You may also be interested in a writing assignment developed by English instructor Jeff
Karon (“A Positive Solution for Plagiarism,” Chronicle of Higher Education, September 18,
2012), who directs his students to download, read and critique a paper produced by a paper
mill.
4. Why do students (and others) cheat? Is college cheating on the rise? A number of resources are
available if you would like to engage students in discussion of research on the prevalence of cheating
in college and factors that discourage – or encourage – cheating in college and elsewhere. These
include:
a.

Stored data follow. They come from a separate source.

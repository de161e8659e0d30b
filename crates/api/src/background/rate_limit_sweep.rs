//! Periodic eviction of expired rate-limit windows.
//!
//! Clients that never come back would otherwise keep their entry forever;
//! the lazy reset in `RateLimiter::check` only touches returning clients.

use std::sync::Arc;
use std::time::Duration;

use listdesk_core::rate_limit::RateLimiter;
use tokio_util::sync::CancellationToken;

/// Run the sweep loop every `every` until `cancel` is triggered.
pub async fn run(limiter: Arc<RateLimiter>, every: Duration, cancel: CancellationToken) {
    tracing::info!(interval_secs = every.as_secs(), "Rate limit sweep started");

    let mut interval = tokio::time::interval(every);
    // The first tick completes immediately; nothing can have expired yet.
    interval.tick().await;

    loop {
        tokio::select! {
            _ = cancel.cancelled() => {
                tracing::info!("Rate limit sweep stopping");
                break;
            }
            _ = interval.tick() => {
                let removed = limiter.sweep();
                if removed > 0 {
                    tracing::debug!(removed, remaining = limiter.tracked_clients(), "Rate limit sweep: evicted expired entries");
                }
            }
        }
    }
}
//! Listing drafts: the structured record extracted from a listing authority.

use serde::{Deserialize, Serialize};

use crate::address::AddressComponents;
use crate::error::CoreError;
use crate::types::CrmId;

/// A listing as extracted by the vision model and reviewed by staff.
///
/// Every field is optional at extraction time; [`validate_listing`] enforces
/// what a save requires.
#[derive(Debug, Clone, Default, PartialEq, Serialize, Deserialize)]
pub struct ListingDraft {
    #[serde(default)]
    pub listing_agent: Option<String>,
    #[serde(default)]
    pub listing_agent_id: Option<CrmId>,
    #[serde(flatten)]
    pub address: AddressComponents,
    #[serde(default)]
    pub state: Option<String>,
    #[serde(default)]
    pub vendor_names: Option<String>,
    /// Display price as written on the authority (e.g. `"Offers over $450,000"`).
    #[serde(default)]
    pub price: Option<String>,
    #[serde(default)]
    pub bedrooms: Option<i32>,
    #[serde(default)]
    pub bathrooms: Option<i32>,
    #[serde(default)]
    pub garages: Option<i32>,
    /// Square metres.
    #[serde(default)]
    pub land_area: Option<f64>,
    /// Square metres.
    #[serde(default)]
    pub floor_area: Option<f64>,
    #[serde(default)]
    pub heading: Option<String>,
    #[serde(default)]
    pub description: Option<String>,
}

/// Check the fields a listing must carry before it is saved or pushed to the CRM.
pub fn validate_listing(draft: &ListingDraft) -> Result<(), CoreError> {
    require("listing_agent", draft.listing_agent.as_deref())?;
    require("street_number", draft.address.street_number.as_deref())?;
    require("street_name", draft.address.street_name.as_deref())?;
    require("suburb", draft.address.suburb.as_deref())?;

    for (field, value) in [
        ("bedrooms", draft.bedrooms),
        ("bathrooms", draft.bathrooms),
        ("garages", draft.garages),
    ] {
        if matches!(value, Some(n) if n < 0) {
            return Err(CoreError::Validation(format!("{field} must not be negative")));
        }
    }
    for (field, value) in [("land_area", draft.land_area), ("floor_area", draft.floor_area)] {
        if matches!(value, Some(a) if !a.is_finite() || a < 0.0) {
            return Err(CoreError::Validation(format!(
                "{field} must be a non-negative number"
            )));
        }
    }
    Ok(())
}

/// Fail with a field-specific message when `value` is missing or blank.
pub fn require(field: &str, value: Option<&str>) -> Result<(), CoreError> {
    match value.map(str::trim) {
        Some(v) if !v.is_empty() => Ok(()),
        _ => Err(CoreError::Validation(format!("{field} is required"))),
    }
}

Duke University professor of psychology and behavioral economics Dan Ariely, author of
The (Honest) Truth about Dishonesty (Harper Collins, 2012), maintains a web page
(http://danariely.com/tag/the-honest-truth-about-dishonesty/) describing his research,
including tests of the efficacy of reminders and pledges on exams and essays (e.g. “I pledge
that this work is solely my own….”) and his response to the illegal downloading of his book.
A review of Ariely’s book by Joome Suh (Journal of the American Academy of Child &
Adolescent Psychiatry, volume 52, issue 1, January 2013, pp. 106-107) is available through
the SU library website via Web of Science.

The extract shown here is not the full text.